Elektra is a single act tragedy, the result of the first collaboration between the composer Richard Strauss and the librettist Hugo von Hofmannsthal, which today is one of the most representative operas, which is based on one of the legends from the Greek mythology. We are talking today about the twentieth discographic version of this opera, the first one being a recording made on 25th December, 1949, with Dimitri Mitropoulos as a conductor of the New York Philharmonic.

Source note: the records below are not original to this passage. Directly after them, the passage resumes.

//! Error types for the flexmem storage engine.

use std::time::Duration;

use crate::codec::CodecError;

/// Top-level error type for memory storage, encoding, and migrations.
///
/// Each variant is a distinct kind so callers can branch: retry
/// [`MemoryError::Timeout`], surface [`MemoryError::Validation`] to the
/// user, and treat [`MemoryError::Configuration`] as fatal for the process.
#[derive(Debug, thiserror::Error)]
pub enum MemoryError {
    /// Bad credentials, missing backend location, or a location that is
    /// not ready. Raised at construction.
    #[error("configuration error: {0}")]
    Configuration(String),

    /// Out-of-range numeric field, malformed identity, or unknown enum
    /// value. Raised before any I/O.
    #[error("validation error: {0}")]
    Validation(String),

    /// The operation exceeded its allotted time.
    #[error("{operation} timed out after {after:?}")]
    Timeout {
        operation: &'static str,
        after: Duration,
    },

    /// A forward or backward migration script failed.
    #[error("migration error: {0}")]
    Migration(String),

    /// Malformed wire payload.
    #[error("codec error: {0}")]
    Codec(#[from] CodecError),

    /// Any other datastore or I/O failure.
    #[error("backend error: {0}")]
    Backend(String),
}

impl MemoryError {
    /// Whether the caller may safely retry the same operation.
    #[must_use]
    pub fn is_retryable(&self) -> bool {
        matches!(self, Self::Timeout { .. })
    }
}

impl From<rusqlite::Error> for MemoryError {
    fn from(err: rusqlite::Error) -> Self {
        match err {
            rusqlite::Error::SqliteFailure(ref code, _)
                if code.code == rusqlite::ErrorCode::ConstraintViolation =>
            {
                Self::Validation(format!("rejected by datastore constraint: {err}"))
            }
            other => Self::Backend(format!("SQLite: {other}")),
        }
    }
}

impl From<redis::RedisError> for MemoryError {
    fn from(err: redis::RedisError) -> Self {
        Self::Backend(format!("redis: {err}"))
    }
}

impl From<std::io::Error> for MemoryError {
    fn from(err: std::io::Error) -> Self {
        Self::Backend(format!("I/O: {err}"))
    }
}

/// Convenience result type.
pub type Result<T, E = MemoryError> = std::result::Result<T, E>;
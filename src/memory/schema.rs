//! Construction-time schema probe for the SQLite adapter.
//!
//! Each table is inspected once with `PRAGMA table_info` / `index_list` /
//! `index_info`. The result is cached as a typed [`SqliteLayout`] and never
//! re-probed per call.

use std::collections::BTreeSet;

use rusqlite::Connection;
use serde::Serialize;
use tracing::{debug, warn};

use crate::config::{KeySchemaOverride, SqliteConfig};
use crate::error::{MemoryError, Result};

pub(crate) const FACT_COLUMNS: &[&str] = &[
    "user_id",
    "category",
    "key",
    "confidence",
    "importance",
    "updated_at",
    "payload",
];
pub(crate) const FACT_IDENTITY: &[&str] = &["user_id", "category", "key"];

pub(crate) const EPISODE_COLUMNS: &[&str] = &[
    "id",
    "user_id",
    "episode_type",
    "importance",
    "occurred_at",
    "payload",
];
pub(crate) const EPISODE_IDENTITY: &[&str] = &["id"];

pub(crate) const AFFINITY_COLUMNS: &[&str] = &[
    "user_id",
    "personality_name",
    "points",
    "level",
    "last_interaction",
    "interaction_type",
];
pub(crate) const AFFINITY_IDENTITY: &[&str] = &["user_id", "personality_name"];

/// Column every user-scoped read filters on.
const USER_COLUMN: &str = "user_id";

/// Where a key schema came from.
#[derive(Debug, Clone, Copy, PartialEq, Eq, Serialize)]
#[serde(rename_all = "snake_case")]
pub enum KeySource {
    Probed,
    Explicit,
}

/// Addressing keys of one table.
#[derive(Debug, Clone, PartialEq, Eq, Serialize)]
pub struct KeySchema {
    pub partition_key: String,
    pub sort_key: Vec<String>,
    pub source: KeySource,
}

/// How user-scoped reads are executed.
#[derive(Debug, Clone, Copy, PartialEq, Eq, Serialize)]
#[serde(rename_all = "snake_case")]
pub enum ReadStrategy {
    /// `WHERE user_id = ?` served by a key or index.
    Indexed,
    /// Full scan with the user filter applied in process.
    ScanAndFilter,
}

#[derive(Debug, Clone, PartialEq, Eq, Serialize)]
pub struct TableLayout {
    pub table: String,
    pub key: KeySchema,
    pub strategy: ReadStrategy,
}

/// Probed layout of the three memory tables.
#[derive(Debug, Clone, PartialEq, Eq, Serialize)]
pub struct SqliteLayout {
    pub facts: TableLayout,
    pub episodes: TableLayout,
    pub affinity: TableLayout,
}

impl SqliteLayout {
    pub fn probe(conn: &Connection, config: &SqliteConfig) -> Result<Self> {
        Ok(Self {
            facts: probe_table(
                conn,
                &config.facts_table,
                FACT_COLUMNS,
                FACT_IDENTITY,
                config.key_schema.get(&config.facts_table),
            )?,
            episodes: probe_table(
                conn,
                &config.episodes_table,
                EPISODE_COLUMNS,
                EPISODE_IDENTITY,
                config.key_schema.get(&config.episodes_table),
            )?,
            affinity: probe_table(
                conn,
                &config.affinity_table,
                AFFINITY_COLUMNS,
                AFFINITY_IDENTITY,
                config.key_schema.get(&config.affinity_table),
            )?,
        })
    }
}

struct ColumnInfo {
    name: String,
    /// 1-based position in the primary key, 0 if not part of it.
    pk: i64,
}

fn table_columns(conn: &Connection, table: &str) -> Result<Vec<ColumnInfo>> {
    let mut stmt = conn.prepare(&format!("PRAGMA table_info(\"{table}\")"))?;
    let rows = stmt.query_map([], |row| {
        Ok(ColumnInfo {
            name: row.get(1)?,
            pk: row.get(5)?,
        })
    })?;
    let mut columns = Vec::new();
    for r in rows {
        columns.push(r?);
    }
    Ok(columns)
}

/// `(unique, columns in index order)` for every index on `table`.
fn table_indexes(conn: &Connection, table: &str) -> Result<Vec<(bool, Vec<String>)>> {
    let mut stmt = conn.prepare(&format!("PRAGMA index_list(\"{table}\")"))?;
    let rows = stmt.query_map([], |row| {
        Ok((row.get::<_, String>(1)?, row.get::<_, bool>(2)?))
    })?;
    let mut names = Vec::new();
    for r in rows {
        names.push(r?);
    }

    let mut indexes = Vec::with_capacity(names.len());
    for (name, unique) in names {
        let mut stmt = conn.prepare(&format!("PRAGMA index_info(\"{name}\")"))?;
        let rows = stmt.query_map([], |row| Ok((row.get::<_, i64>(0)?, row.get::<_, String>(2)?)))?;
        let mut cols = Vec::new();
        for r in rows {
            cols.push(r?);
        }
        cols.sort_by_key(|(seq, _)| *seq);
        indexes.push((unique, cols.into_iter().map(|(_, c)| c).collect()));
    }
    Ok(indexes)
}

pub(crate) fn probe_table(
    conn: &Connection,
    table: &str,
    required: &[&str],
    identity: &[&str],
    explicit: Option<&KeySchemaOverride>,
) -> Result<TableLayout> {
    let columns = table_columns(conn, table)?;
    if columns.is_empty() {
        return Err(MemoryError::Configuration(format!(
            "table `{table}` does not exist; run migrations first"
        )));
    }
    let names: BTreeSet<&str> = columns.iter().map(|c| c.name.as_str()).collect();
    let missing: Vec<&str> = required
        .iter()
        .copied()
        .filter(|c| !names.contains(c))
        .collect();
    if !missing.is_empty() {
        return Err(MemoryError::Configuration(format!(
            "table `{table}` is missing columns: {}",
            missing.join(", ")
        )));
    }

    if let Some(schema) = explicit {
        for column in std::iter::once(&schema.partition_key).chain(&schema.sort_key) {
            if !names.contains(column.as_str()) {
                return Err(MemoryError::Configuration(format!(
                    "key schema for `{table}` names unknown column `{column}`"
                )));
            }
        }
        let strategy = if schema.partition_key == USER_COLUMN {
            ReadStrategy::Indexed
        } else {
            ReadStrategy::ScanAndFilter
        };
        return Ok(finish(
            table,
            KeySchema {
                partition_key: schema.partition_key.clone(),
                sort_key: schema.sort_key.clone(),
                source: KeySource::Explicit,
            },
            strategy,
        ));
    }

    let mut pk: Vec<&ColumnInfo> = columns.iter().filter(|c| c.pk > 0).collect();
    pk.sort_by_key(|c| c.pk);
    let pk: Vec<String> = pk.into_iter().map(|c| c.name.clone()).collect();
    let indexes = table_indexes(conn, table)?;

    let wanted: BTreeSet<&str> = identity.iter().copied().collect();
    let same_set = |cols: &[String]| cols.iter().map(String::as_str).collect::<BTreeSet<_>>() == wanted;
    let identity_unique =
        same_set(&pk) || indexes.iter().any(|(unique, cols)| *unique && same_set(cols));
    if !identity_unique {
        return Err(MemoryError::Configuration(format!(
            "table `{table}` has no primary key or unique index on ({})",
            identity.join(", ")
        )));
    }

    let key = match pk.split_first() {
        Some((first, rest)) => KeySchema {
            partition_key: first.clone(),
            sort_key: rest.to_vec(),
            source: KeySource::Probed,
        },
        None => KeySchema {
            partition_key: "rowid".to_owned(),
            sort_key: Vec::new(),
            source: KeySource::Probed,
        },
    };

    let user_leading = pk.first().is_some_and(|c| c == USER_COLUMN)
        || indexes
            .iter()
            .any(|(_, cols)| cols.first().is_some_and(|c| c == USER_COLUMN));
    let strategy = if user_leading {
        ReadStrategy::Indexed
    } else {
        ReadStrategy::ScanAndFilter
    };
    Ok(finish(table, key, strategy))
}

fn finish(table: &str, key: KeySchema, strategy: ReadStrategy) -> TableLayout {
    match strategy {
        ReadStrategy::Indexed => debug!(table, ?key, "schema probed"),
        ReadStrategy::ScanAndFilter => warn!(
            table,
            partition_key = %key.partition_key,
            "no key or index leads with user_id; reads fall back to scan-and-filter (degraded performance)"
        ),
    }
    TableLayout {
        table: table.to_owned(),
        key,
        strategy,
    }
}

A new electrifying version - this is how it is called - the same version of the concert similar to the first one, which has the famous conductor Christian Thielemann in charge of the Dresden Staatskapelle - an expert in interpreting German music. The cast is also "dreamy" - say the chroniclers about the performers who appear on the cover of the record released on 11th June, 2014. They are talking about Evelyn Herlitzius the soprano, an ideal interpreter of Richard Strauss' heroine. "She does not sing, she is Elektra herself", it is said about the German artist who sings accompanied by other famous interpreters of the Straussian and Wagnerian repertoire: the mezzosoprano Waltraud Meier - in the role of Klytemnestra, the soprano Anne Scwanewilms - Chrysothemis, the tenor Frank van Aken - Aegisth and the basso René Pape-Orest.